Researchers from the Mayo Clinic found that people with heart failure who are moderately to severely depressed have a four-fold higher risk of death, compared with people with heart failure who are not depressed. They also have a two-fold higher risk of being hospitalized or having to go to the emergency room.
The study shows just how important it is to pay attention to patients' mental health, as "depression is a key driver of healthcare use in heart failure," study researcher Alanna M. Chamberlain, Ph.D., M.P.H., an assistant professor of epidemiology at the Mayo Clinic, said in a statement. The new study is published in the journal Circulation: Heart Failure.
The findings are based on 402 people with heart failure, with an average age of 73, who were from three Minnesota counties. The study participants completed a survey with nine questions some time between 2007 and 2010 that analyzed their depression status. Then, the participants were followed for about a year and a half.
Researchers found an association between having depression and risk of being hospitalized or dying in the followup period. The risks went up with severity of depression. For example, according to the survey, people with mild depression were 60 percent more likely to die, and 35 percent more likely to have to visit the emergency room than those without depression. They were also 16 percent more likely to be hospitalized.
However, researchers did note a caveat to the findings. "We measured depression with a one-time questionnaire so we cannot account for changes in depression symptoms over time," Chamberlain said in the statement. "Further research is warranted to develop more effective clinical approaches for management of depression in heart failure patients."

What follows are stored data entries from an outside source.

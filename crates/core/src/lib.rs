//! Core domain types, repository contracts, and the catalog sync engine.

pub mod errors;

pub mod characters;
pub mod films;
pub mod planets;
pub mod species;
pub mod starships;
pub mod sync;
pub mod vehicles;

pub use errors::{Error, Result};
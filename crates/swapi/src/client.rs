//! Reqwest-based client for the upstream catalog endpoints.
//!
//! Each collection is served as one JSON array. Calls make a single attempt:
//! no retries, no caching. Transport failures, non-2xx statuses, and decode
//! failures all surface as [`SourceError`] and abort the calling sync run.

use std::time::Duration;

use async_trait::async_trait;
use log::debug;
use reqwest::Client;
use serde::de::DeserializeOwned;

use holocron_core::errors::{Result, SourceError};
use holocron_core::sync::{
    CatalogSourceTrait, CharacterRecord, FilmRecord, PlanetRecord, SpeciesRecord, StarshipRecord,
    VehicleRecord,
};

/// Default upstream catalog base URL.
pub const DEFAULT_BASE_URL: &str = "https://swapi.info/api";
/// Default per-request timeout in seconds.
pub const DEFAULT_TIMEOUT_SECS: u64 = 30;

/// Configuration for the upstream catalog client.
#[derive(Debug, Clone)]
pub struct SwapiConfig {
    pub base_url: String,
    pub timeout: Duration,
}

impl Default for SwapiConfig {
    fn default() -> Self {
        Self {
            base_url: DEFAULT_BASE_URL.to_string(),
            timeout: Duration::from_secs(DEFAULT_TIMEOUT_SECS),
        }
    }
}

/// Client for the upstream SWAPI catalog.
#[derive(Debug, Clone)]
pub struct SwapiClient {
    client: Client,
    base_url: String,
}

impl SwapiClient {
    pub fn new(config: SwapiConfig) -> Self {
        let client = Client::builder()
            .timeout(config.timeout)
            .build()
            .unwrap_or_else(|_| Client::new());

        Self {
            client,
            base_url: config.base_url.trim_end_matches('/').to_string(),
        }
    }

    fn collection_url(&self, path: &str) -> String {
        format!("{}/{}", self.base_url, path)
    }

    /// Fetch one full collection snapshot.
    async fn fetch_collection<T: DeserializeOwned>(&self, path: &str) -> Result<Vec<T>> {
        let url = self.collection_url(path);
        debug!("fetching catalog collection {url}");

        let response = self
            .client
            .get(&url)
            .send()
            .await
            .map_err(|e| SourceError::Unavailable(e.to_string()))?;

        let status = response.status();
        if !status.is_success() {
            return Err(SourceError::Status(status.as_u16()).into());
        }

        let records = response
            .json::<Vec<T>>()
            .await
            .map_err(|e| SourceError::Malformed(e.to_string()))?;
        Ok(records)
    }
}

impl Default for SwapiClient {
    fn default() -> Self {
        Self::new(SwapiConfig::default())
    }
}

#[async_trait]
impl CatalogSourceTrait for SwapiClient {
    async fn fetch_planets(&self) -> Result<Vec<PlanetRecord>> {
        self.fetch_collection("planets").await
    }

    async fn fetch_species(&self) -> Result<Vec<SpeciesRecord>> {
        self.fetch_collection("species").await
    }

    async fn fetch_characters(&self) -> Result<Vec<CharacterRecord>> {
        self.fetch_collection("people").await
    }

    async fn fetch_vehicles(&self) -> Result<Vec<VehicleRecord>> {
        self.fetch_collection("vehicles").await
    }

    async fn fetch_starships(&self) -> Result<Vec<StarshipRecord>> {
        self.fetch_collection("starships").await
    }

    async fn fetch_films(&self) -> Result<Vec<FilmRecord>> {
        self.fetch_collection("films").await
    }
}

#[cfg(test)]
mod tests {
    use super::*;

    #[test]
    fn config_defaults() {
        let config = SwapiConfig::default();
        assert_eq!(config.base_url, "https://swapi.info/api");
        assert_eq!(config.timeout, Duration::from_secs(30));
    }

    #[test]
    fn collection_url_trims_trailing_slash() {
        let client = SwapiClient::new(SwapiConfig {
            base_url: "https://swapi.info/api/".to_string(),
            ..SwapiConfig::default()
        });
        assert_eq!(
            client.collection_url("people"),
            "https://swapi.info/api/people"
        );
    }
}
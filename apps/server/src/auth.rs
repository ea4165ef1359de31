//! Bearer-token capability check.

use axum::extract::{Request, State};
use axum::http::header;
use axum::middleware::Next;
use axum::response::Response;

use crate::error::ApiError;
use crate::state::AppState;

/// Every API call must present the configured bearer token; the token is the
/// caller's capability, there is no session or user model behind it.
pub async fn require_auth(
    State(state): State<AppState>,
    request: Request,
    next: Next,
) -> Result<Response, ApiError> {
    let authorized = request
        .headers()
        .get(header::AUTHORIZATION)
        .and_then(|value| value.to_str().ok())
        .and_then(|value| value.strip_prefix("Bearer "))
        .map(|token| token == state.api_token)
        .unwrap_or(false);

    if !authorized {
        return Err(ApiError::Unauthorized);
    }
    Ok(next.run(request).await)
}
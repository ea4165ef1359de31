use chrono::{DateTime, NaiveDateTime, Utc};
use diesel::prelude::*;

use holocron_core::planets::{NewPlanet, Planet};
use holocron_core::sync::PlanetRecord;

#[derive(Queryable, Identifiable, Insertable, AsChangeset, Selectable, Debug, Clone)]
#[diesel(table_name = crate::schema::planets)]
#[diesel(check_for_backend(diesel::sqlite::Sqlite))]
pub struct PlanetDB {
    pub id: String,
    pub name: String,
    pub rotation_period: String,
    pub orbital_period: String,
    pub diameter: String,
    pub climate: String,
    pub gravity: String,
    pub terrain: String,
    pub surface_water: String,
    pub population: String,
    pub created_at: NaiveDateTime,
    pub updated_at: NaiveDateTime,
}

impl PlanetDB {
    pub fn from_new(
        new_planet: &NewPlanet,
        id: String,
        created_at: NaiveDateTime,
        updated_at: NaiveDateTime,
    ) -> Self {
        Self {
            id,
            name: new_planet.name.clone(),
            rotation_period: new_planet.rotation_period.clone(),
            orbital_period: new_planet.orbital_period.clone(),
            diameter: new_planet.diameter.clone(),
            climate: new_planet.climate.clone(),
            gravity: new_planet.gravity.clone(),
            terrain: new_planet.terrain.clone(),
            surface_water: new_planet.surface_water.clone(),
            population: new_planet.population.clone(),
            created_at,
            updated_at,
        }
    }

    pub fn from_record(
        record: &PlanetRecord,
        id: String,
        created_at: NaiveDateTime,
        updated_at: NaiveDateTime,
    ) -> Self {
        Self {
            id,
            name: record.name.clone(),
            rotation_period: record.rotation_period.clone(),
            orbital_period: record.orbital_period.clone(),
            diameter: record.diameter.clone(),
            climate: record.climate.clone(),
            gravity: record.gravity.clone(),
            terrain: record.terrain.clone(),
            surface_water: record.surface_water.clone(),
            population: record.population.clone(),
            created_at,
            updated_at,
        }
    }
}

impl From<PlanetDB> for Planet {
    fn from(row: PlanetDB) -> Self {
        Planet {
            id: row.id,
            name: row.name,
            rotation_period: row.rotation_period,
            orbital_period: row.orbital_period,
            diameter: row.diameter,
            climate: row.climate,
            gravity: row.gravity,
            terrain: row.terrain,
            surface_water: row.surface_water,
            population: row.population,
            created_at: DateTime::<Utc>::from_naive_utc_and_offset(row.created_at, Utc),
            updated_at: DateTime::<Utc>::from_naive_utc_and_offset(row.updated_at, Utc),
        }
    }
}
/// Role model and user-role assignment
///
/// CrewCall uses a small, fixed role vocabulary stored as reference data in
/// the `roles` table, joined to users through `user_roles`. The vocabulary is
/// mirrored by the [`RoleName`] enum so the rest of the codebase never deals
/// in raw strings.
///
/// # Schema
///
/// ```sql
/// CREATE TABLE roles (
///     id UUID PRIMARY KEY DEFAULT gen_random_uuid(),
///     name VARCHAR(50) NOT NULL UNIQUE,
///     description TEXT,
///     created_at TIMESTAMPTZ NOT NULL DEFAULT NOW()
/// );
///
/// CREATE TABLE user_roles (
///     user_id UUID NOT NULL REFERENCES users(id) ON DELETE CASCADE,
///     role_id UUID NOT NULL REFERENCES roles(id) ON DELETE CASCADE,
///     PRIMARY KEY (user_id, role_id)
/// );
/// ```
///
/// # Role Tiers
///
/// - **admin**: everything, including destructive operations
/// - **management**: create/update events and shifts, review applications
/// - **team_lead**: same staffing powers as management
/// - **employee**: apply for shifts, manage own applications
use chrono::{DateTime, Utc};
use serde::{Deserialize, Serialize};
use sqlx::PgPool;
use std::fmt;
use std::str::FromStr;
use uuid::Uuid;

/// The fixed set of role names known to the system
#[derive(Debug, Clone, Copy, PartialEq, Eq, Serialize, Deserialize)]
#[serde(rename_all = "snake_case")]
pub enum RoleName {
    /// Full administrative access
    Admin,

    /// Event and staffing management
    Management,

    /// Team lead: staffing powers without admin rights
    TeamLead,

    /// Default worker role assigned on registration
    Employee,
}

impl RoleName {
    /// String form as stored in the `roles.name` column
    pub fn as_str(&self) -> &'static str {
        match self {
            RoleName::Admin => "admin",
            RoleName::Management => "management",
            RoleName::TeamLead => "team_lead",
            RoleName::Employee => "employee",
        }
    }

    /// Management tier: allowed to create events/shifts and review applications
    pub fn is_management_tier(&self) -> bool {
        matches!(
            self,
            RoleName::Admin | RoleName::Management | RoleName::TeamLead
        )
    }

    /// All known roles, in descending order of privilege
    pub fn all() -> [RoleName; 4] {
        [
            RoleName::Admin,
            RoleName::Management,
            RoleName::TeamLead,
            RoleName::Employee,
        ]
    }
}

impl fmt::Display for RoleName {
    fn fmt(&self, f: &mut fmt::Formatter<'_>) -> fmt::Result {
        f.write_str(self.as_str())
    }
}

/// Error returned when parsing an unknown role name
#[derive(Debug, thiserror::Error)]
#[error("Unknown role: {0}")]
pub struct UnknownRole(pub String);

impl FromStr for RoleName {
    type Err = UnknownRole;

    fn from_str(s: &str) -> Result<Self, Self::Err> {
        match s {
            "admin" => Ok(RoleName::Admin),
            "management" => Ok(RoleName::Management),
            "team_lead" => Ok(RoleName::TeamLead),
            "employee" => Ok(RoleName::Employee),
            other => Err(UnknownRole(other.to_string())),
        }
    }
}

/// A row from the `roles` reference table
#[derive(Debug, Clone, Serialize, Deserialize, sqlx::FromRow)]
pub struct Role {
    /// Unique role ID
    pub id: Uuid,

    /// Role name (one of the [`RoleName`] strings)
    pub name: String,

    /// Human-readable description
    pub description: Option<String>,

    /// When the role row was created
    pub created_at: DateTime<Utc>,
}

impl Role {
    /// Ensures a role row exists and returns it
    ///
    /// Roles are seeded by migration, so this only inserts when the seed data
    /// has been tampered with or a fresh role is introduced.
    pub async fn ensure(pool: &PgPool, name: RoleName) -> Result<Self, sqlx::Error> {
        sqlx::query_as::<_, Role>(
            r#"
            INSERT INTO roles (name)
            VALUES ($1)
            ON CONFLICT (name) DO UPDATE SET name = EXCLUDED.name
            RETURNING id, name, description, created_at
            "#,
        )
        .bind(name.as_str())
        .fetch_one(pool)
        .await
    }

    /// Grants a role to a user (no-op if already granted)
    pub async fn grant_to_user(
        pool: &PgPool,
        user_id: Uuid,
        name: RoleName,
    ) -> Result<(), sqlx::Error> {
        let role = Self::ensure(pool, name).await?;

        sqlx::query(
            r#"
            INSERT INTO user_roles (user_id, role_id)
            VALUES ($1, $2)
            ON CONFLICT (user_id, role_id) DO NOTHING
            "#,
        )
        .bind(user_id)
        .bind(role.id)
        .execute(pool)
        .await?;

        Ok(())
    }

    /// Lists role names held by a user
    ///
    /// Unknown names in the table (none in normal operation) are skipped
    /// rather than failing the whole lookup.
    pub async fn list_for_user(pool: &PgPool, user_id: Uuid) -> Result<Vec<RoleName>, sqlx::Error> {
        let names: Vec<(String,)> = sqlx::query_as(
            r#"
            SELECT r.name
            FROM roles r
            JOIN user_roles ur ON ur.role_id = r.id
            WHERE ur.user_id = $1
            ORDER BY r.name
            "#,
        )
        .bind(user_id)
        .fetch_all(pool)
        .await?;

        Ok(names
            .into_iter()
            .filter_map(|(name,)| name.parse().ok())
            .collect())
    }

    /// Replaces a user's role set in a single transaction
    pub async fn replace_for_user(
        pool: &PgPool,
        user_id: Uuid,
        roles: &[RoleName],
    ) -> Result<(), sqlx::Error> {
        let mut tx = pool.begin().await?;

        sqlx::query("DELETE FROM user_roles WHERE user_id = $1")
            .bind(user_id)
            .execute(&mut *tx)
            .await?;

        for role in roles {
            sqlx::query(
                r#"
                INSERT INTO user_roles (user_id, role_id)
                SELECT $1, id FROM roles WHERE name = $2
                ON CONFLICT (user_id, role_id) DO NOTHING
                "#,
            )
            .bind(user_id)
            .bind(role.as_str())
            .execute(&mut *tx)
            .await?;
        }

        tx.commit().await?;
        Ok(())
    }
}

#[cfg(test)]
mod tests {
    use super::*;

    #[test]
    fn test_role_name_roundtrip() {
        for role in RoleName::all() {
            let parsed: RoleName = role.as_str().parse().unwrap();
            assert_eq!(parsed, role);
        }
    }

    #[test]
    fn test_unknown_role_rejected() {
        assert!("superuser".parse::<RoleName>().is_err());
        assert!("".parse::<RoleName>().is_err());
        assert!("Admin".parse::<RoleName>().is_err()); // case-sensitive
    }

    #[test]
    fn test_management_tier() {
        assert!(RoleName::Admin.is_management_tier());
        assert!(RoleName::Management.is_management_tier());
        assert!(RoleName::TeamLead.is_management_tier());
        assert!(!RoleName::Employee.is_management_tier());
    }

    #[test]
    fn test_serde_rename() {
        let json = serde_json::to_string(&RoleName::TeamLead).unwrap();
        assert_eq!(json, "\"team_lead\"");
    }
}
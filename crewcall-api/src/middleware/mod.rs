/// HTTP middleware
pub mod security;
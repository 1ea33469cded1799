/// Application state and router builder
///
/// Defines the shared application state and builds the Axum router with all
/// routes and middleware.
///
/// # Example
///
/// ```no_run
/// use crewcall_api::{app::AppState, config::Config};
/// use sqlx::PgPool;
///
/// # async fn example() -> anyhow::Result<()> {
/// let config = Config::from_env()?;
/// let pool = PgPool::connect(&config.database.url).await?;
/// let state = AppState::new(pool, config);
/// let app = crewcall_api::app::build_router(state);
/// # Ok(())
/// # }
/// ```
use crate::{config::Config, middleware::security::SecurityHeadersLayer};
use axum::{
    extract::Request,
    http::{header, HeaderValue, Method},
    middleware::Next,
    response::Response,
    routing::{delete, get, patch, post, put},
    Router,
};
use crewcall_shared::auth::middleware::authenticate;
use sqlx::PgPool;
use std::sync::Arc;
use tower_http::{
    cors::CorsLayer,
    trace::{DefaultMakeSpan, DefaultOnResponse, TraceLayer},
};
use tracing::Level;

/// Shared application state
///
/// Cloned for each request handler via Axum's `State` extractor. Uses Arc
/// internally for cheap cloning.
#[derive(Clone)]
pub struct AppState {
    /// Database connection pool
    pub db: PgPool,

    /// Application configuration
    pub config: Arc<Config>,
}

impl AppState {
    /// Creates new application state
    pub fn new(db: PgPool, config: Config) -> Self {
        Self {
            db,
            config: Arc::new(config),
        }
    }

    /// Gets JWT secret for token operations
    pub fn jwt_secret(&self) -> &str {
        &self.config.jwt.secret
    }
}

/// Builds the complete Axum router with all routes and middleware
///
/// # Architecture
///
/// ```text
/// /
/// ├── /health                          # Liveness + DB connectivity (public)
/// └── /v1/
///     ├── /auth/                       # register, login, refresh (public)
///     │                                # me, logout (authenticated)
///     ├── /events/                     # upcoming (public); the rest authenticated
///     ├── /shifts/                     # authenticated
///     └── /users/                      # authenticated
/// ```
///
/// Role checks (management tier, admin) happen inside handlers via the
/// authorization helpers, after the JWT middleware has established identity.
///
/// # Middleware Stack
///
/// Applied in order (bottom to top):
/// 1. Security headers
/// 2. CORS (tower-http CorsLayer)
/// 3. Logging (tower-http TraceLayer)
/// 4. Authentication (per-route-group)
pub fn build_router(state: AppState) -> Router {
    use crate::routes;

    let health_routes = Router::new().route("/health", get(routes::health::health_check));

    // Public auth routes
    let auth_public = Router::new()
        .route("/register", post(routes::auth::register))
        .route("/login", post(routes::auth::login))
        .route("/refresh", post(routes::auth::refresh));

    // Authenticated auth routes
    let auth_private = Router::new()
        .route("/me", get(routes::auth::me))
        .route("/logout", post(routes::auth::logout))
        .layer(axum::middleware::from_fn_with_state(
            state.clone(),
            jwt_auth_layer,
        ));

    let auth_routes = auth_public.merge(auth_private);

    // Public event listings for the landing page
    let events_public = Router::new()
        .route("/upcoming", get(routes::events::upcoming_events));

    let events_private = Router::new()
        .route("/", get(routes::events::list_events))
        .route("/", post(routes::events::create_event))
        .route("/past", get(routes::events::past_events))
        .route("/:id", get(routes::events::get_event))
        .route("/:id", patch(routes::events::update_event))
        .route("/:id", delete(routes::events::delete_event))
        .route("/:id/stats", get(routes::events::event_stats))
        .route("/:id/status", patch(routes::events::set_event_status))
        .layer(axum::middleware::from_fn_with_state(
            state.clone(),
            jwt_auth_layer,
        ));

    let event_routes = events_public.merge(events_private);

    // Static paths like /my-shifts take precedence over /:id
    let shift_routes = Router::new()
        .route("/", get(routes::shifts::list_shifts))
        .route("/", post(routes::shifts::create_shift))
        .route("/my-shifts", get(routes::shifts::my_shifts))
        .route("/my-applications", get(routes::shifts::my_applications))
        .route("/available", get(routes::shifts::available_shifts))
        .route("/stats", get(routes::shifts::shift_stats))
        .route(
            "/applications/pending",
            get(routes::shifts::pending_applications),
        )
        .route(
            "/applications/:id/review",
            post(routes::shifts::review_application),
        )
        .route(
            "/applications/:id",
            delete(routes::shifts::cancel_application),
        )
        .route("/:id", get(routes::shifts::get_shift))
        .route("/:id", patch(routes::shifts::update_shift))
        .route("/:id", delete(routes::shifts::delete_shift))
        .route("/:id/applications", get(routes::shifts::shift_applications))
        .route("/:id/apply", post(routes::shifts::apply_to_shift))
        .route("/:id/assign", post(routes::shifts::assign_shift))
        .route("/:id/unassign", post(routes::shifts::unassign_shift))
        .layer(axum::middleware::from_fn_with_state(
            state.clone(),
            jwt_auth_layer,
        ));

    let user_routes = Router::new()
        .route("/", get(routes::users::list_users))
        .route("/:id", get(routes::users::get_user))
        .route("/:id", patch(routes::users::update_user))
        .route("/:id/roles", put(routes::users::replace_roles))
        .layer(axum::middleware::from_fn_with_state(
            state.clone(),
            jwt_auth_layer,
        ));

    let v1_routes = Router::new()
        .nest("/auth", auth_routes)
        .nest("/events", event_routes)
        .nest("/shifts", shift_routes)
        .nest("/users", user_routes);

    // CORS: permissive unless explicit origins are configured
    let cors = if state.config.api.cors_origins.is_empty() {
        CorsLayer::permissive()
    } else {
        let origins: Vec<HeaderValue> = state
            .config
            .api
            .cors_origins
            .iter()
            .filter_map(|origin| origin.parse().ok())
            .collect();

        CorsLayer::new()
            .allow_origin(origins)
            .allow_methods([
                Method::GET,
                Method::POST,
                Method::PUT,
                Method::PATCH,
                Method::DELETE,
                Method::OPTIONS,
            ])
            .allow_headers([header::AUTHORIZATION, header::CONTENT_TYPE])
            .allow_credentials(true)
            .max_age(std::time::Duration::from_secs(3600))
    };

    Router::new()
        .merge(health_routes)
        .nest("/v1", v1_routes)
        .layer(
            TraceLayer::new_for_http()
                .make_span_with(DefaultMakeSpan::new().level(Level::INFO))
                .on_response(DefaultOnResponse::new().level(Level::INFO)),
        )
        .layer(cors)
        .layer(SecurityHeadersLayer::new(state.config.api.production))
        .with_state(state)
}

/// JWT authentication middleware layer
///
/// Validates the Bearer token from the Authorization header and injects an
/// `AuthContext` into request extensions.
async fn jwt_auth_layer(
    state: axum::extract::State<AppState>,
    mut req: Request,
    next: Next,
) -> Result<Response, crate::error::ApiError> {
    let auth_context = authenticate(req.headers(), state.jwt_secret())?;
    req.extensions_mut().insert(auth_context);

    Ok(next.run(req).await)
}
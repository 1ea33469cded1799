/// User model and database operations
///
/// Users are worker or management accounts. Passwords are stored as Argon2id
/// PHC hashes, never plaintext. Roles live in a separate join table (see
/// [`crate::models::role`]).
///
/// # Schema
///
/// ```sql
/// CREATE TABLE users (
///     id UUID PRIMARY KEY DEFAULT gen_random_uuid(),
///     email VARCHAR(255) NOT NULL UNIQUE,
///     password_hash VARCHAR(255) NOT NULL,
///     first_name VARCHAR(100) NOT NULL,
///     last_name VARCHAR(100) NOT NULL,
///     phone VARCHAR(50),
///     created_at TIMESTAMPTZ NOT NULL DEFAULT NOW(),
///     updated_at TIMESTAMPTZ NOT NULL DEFAULT NOW(),
///     last_login_at TIMESTAMPTZ
/// );
/// ```
use chrono::{DateTime, Utc};
use serde::{Deserialize, Serialize};
use sqlx::PgPool;
use uuid::Uuid;

const USER_COLUMNS: &str = "id, email, password_hash, first_name, last_name, phone, \
                            created_at, updated_at, last_login_at";

/// User account
#[derive(Debug, Clone, Serialize, Deserialize, sqlx::FromRow)]
pub struct User {
    /// Unique user ID
    pub id: Uuid,

    /// Email address, stored lowercase and unique
    pub email: String,

    /// Argon2id password hash (PHC string format)
    #[serde(skip_serializing)]
    pub password_hash: String,

    /// Given name
    pub first_name: String,

    /// Family name
    pub last_name: String,

    /// Optional phone number
    pub phone: Option<String>,

    /// When the account was created
    pub created_at: DateTime<Utc>,

    /// When the account was last updated
    pub updated_at: DateTime<Utc>,

    /// When the user last logged in (None if never)
    pub last_login_at: Option<DateTime<Utc>>,
}

/// Input for creating a new user
#[derive(Debug, Clone)]
pub struct CreateUser {
    /// Email address (lowercased before insert)
    pub email: String,

    /// Argon2id hash, not a plaintext password
    pub password_hash: String,

    /// Given name
    pub first_name: String,

    /// Family name
    pub last_name: String,

    /// Optional phone number
    pub phone: Option<String>,
}

/// Partial update for a user; None fields are left unchanged
#[derive(Debug, Clone, Default, Deserialize)]
pub struct UpdateUser {
    pub first_name: Option<String>,
    pub last_name: Option<String>,
    pub phone: Option<String>,
    pub password_hash: Option<String>,
}

impl User {
    /// Inserts a new user
    ///
    /// # Errors
    ///
    /// Fails with a unique-constraint violation if the email is taken.
    pub async fn create(pool: &PgPool, data: CreateUser) -> Result<Self, sqlx::Error> {
        let query = format!(
            r#"
            INSERT INTO users (email, password_hash, first_name, last_name, phone)
            VALUES (LOWER($1), $2, $3, $4, $5)
            RETURNING {USER_COLUMNS}
            "#
        );

        sqlx::query_as::<_, User>(&query)
            .bind(data.email)
            .bind(data.password_hash)
            .bind(data.first_name)
            .bind(data.last_name)
            .bind(data.phone)
            .fetch_one(pool)
            .await
    }

    /// Finds a user by ID
    pub async fn find_by_id(pool: &PgPool, id: Uuid) -> Result<Option<Self>, sqlx::Error> {
        let query = format!("SELECT {USER_COLUMNS} FROM users WHERE id = $1");

        sqlx::query_as::<_, User>(&query)
            .bind(id)
            .fetch_optional(pool)
            .await
    }

    /// Finds a user by email (case-insensitive)
    pub async fn find_by_email(pool: &PgPool, email: &str) -> Result<Option<Self>, sqlx::Error> {
        let query = format!("SELECT {USER_COLUMNS} FROM users WHERE email = LOWER($1)");

        sqlx::query_as::<_, User>(&query)
            .bind(email)
            .fetch_optional(pool)
            .await
    }

    /// Applies a partial update; unset fields keep their current value
    pub async fn update(
        pool: &PgPool,
        id: Uuid,
        data: UpdateUser,
    ) -> Result<Option<Self>, sqlx::Error> {
        let query = format!(
            r#"
            UPDATE users
            SET first_name = COALESCE($2, first_name),
                last_name = COALESCE($3, last_name),
                phone = COALESCE($4, phone),
                password_hash = COALESCE($5, password_hash),
                updated_at = NOW()
            WHERE id = $1
            RETURNING {USER_COLUMNS}
            "#
        );

        sqlx::query_as::<_, User>(&query)
            .bind(id)
            .bind(data.first_name)
            .bind(data.last_name)
            .bind(data.phone)
            .bind(data.password_hash)
            .fetch_optional(pool)
            .await
    }

    /// Stamps the last successful login
    pub async fn touch_last_login(pool: &PgPool, id: Uuid) -> Result<bool, sqlx::Error> {
        let result = sqlx::query("UPDATE users SET last_login_at = NOW() WHERE id = $1")
            .bind(id)
            .execute(pool)
            .await?;

        Ok(result.rows_affected() > 0)
    }

    /// Lists users, newest first
    pub async fn list(pool: &PgPool, limit: i64, offset: i64) -> Result<Vec<Self>, sqlx::Error> {
        let query = format!(
            "SELECT {USER_COLUMNS} FROM users ORDER BY created_at DESC LIMIT $1 OFFSET $2"
        );

        sqlx::query_as::<_, User>(&query)
            .bind(limit)
            .bind(offset)
            .fetch_all(pool)
            .await
    }

    /// Total number of user accounts
    pub async fn count(pool: &PgPool) -> Result<i64, sqlx::Error> {
        let (count,): (i64,) = sqlx::query_as("SELECT COUNT(*) FROM users")
            .fetch_one(pool)
            .await?;

        Ok(count)
    }
}

#[cfg(test)]
mod tests {
    use super::*;

    #[test]
    fn test_password_hash_never_serialized() {
        let user = User {
            id: Uuid::new_v4(),
            email: "worker@example.com".to_string(),
            password_hash: "$argon2id$secret".to_string(),
            first_name: "Ada".to_string(),
            last_name: "Lovelace".to_string(),
            phone: None,
            created_at: Utc::now(),
            updated_at: Utc::now(),
            last_login_at: None,
        };

        let json = serde_json::to_string(&user).unwrap();
        assert!(!json.contains("argon2id"));
        assert!(!json.contains("password_hash"));
        assert!(json.contains("worker@example.com"));
    }

    #[test]
    fn test_update_user_default_is_noop() {
        let update = UpdateUser::default();
        assert!(update.first_name.is_none());
        assert!(update.last_name.is_none());
        assert!(update.phone.is_none());
        assert!(update.password_hash.is_none());
    }
}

Similarly, another new study published in the Journal of the American Heart Association shows that anxiety and depression raise risk of death among people with heart disease. Specifically, anxiety doubles risk of death from any cause among heart disease patients, and patients with both anxiety and depression have a tripled risk of dying. That finding, from Duke University researchers, is based on data from 934 people with an average age of 62.